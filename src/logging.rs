use tracing_appender::non_blocking::WorkerGuard;
use tracing_appender::rolling::{RollingFileAppender, Rotation};
use tracing_subscriber::{fmt, layer::SubscriberExt, util::SubscriberInitExt, EnvFilter};

pub struct FileLogGuard {
    _guard: WorkerGuard,
}

pub fn file_logging_enabled() -> bool {
    std::env::var("ENABLE_FILE_LOGS")
        .map(|v| v == "true" || v == "1")
        .unwrap_or(false)
}

pub fn init_tracing(log_level: &str) -> Option<FileLogGuard> {
    let env_filter = EnvFilter::try_new(log_level).unwrap_or_else(|_| EnvFilter::new("info"));
    let stdout_layer = fmt::layer().with_target(true);

    if file_logging_enabled() {
        let log_dir = std::env::var("LOG_DIR").unwrap_or_else(|_| "./logs".to_string());
        if let Err(err) = std::fs::create_dir_all(&log_dir) {
            eprintln!("failed to create log directory {log_dir}: {err}");
        } else {
            let file_appender = RollingFileAppender::new(Rotation::DAILY, &log_dir, "pinglun.log");
            let (file_writer, guard) = tracing_appender::non_blocking(file_appender);
            let file_layer = fmt::layer()
                .with_writer(file_writer)
                .with_ansi(false)
                .with_target(true);

            tracing_subscriber::registry()
                .with(env_filter)
                .with(stdout_layer)
                .with(file_layer)
                .init();

            return Some(FileLogGuard { _guard: guard });
        }
    }

    tracing_subscriber::registry()
        .with(env_filter)
        .with(stdout_layer)
        .init();

    None
}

_Exercise prompt_
Return only the lines spanning from the first line of the material through the line with "pub fn init_tracing(log_level: &str)", copied exactly, both ends kept.

_Result_
filename src/logging.rs
use tracing_appender::non_blocking::WorkerGuard;
use tracing_appender::rolling::{RollingFileAppender, Rotation};
use tracing_subscriber::{fmt, layer::SubscriberExt, util::SubscriberInitExt, EnvFilter};

pub struct FileLogGuard {
    _guard: WorkerGuard,
}

pub fn file_logging_enabled() -> bool {
    std::env::var("ENABLE_FILE_LOGS")
        .map(|v| v == "true" || v == "1")
        .unwrap_or(false)
}

pub fn init_tracing(log_level: &str) -> Option<FileLogGuard> {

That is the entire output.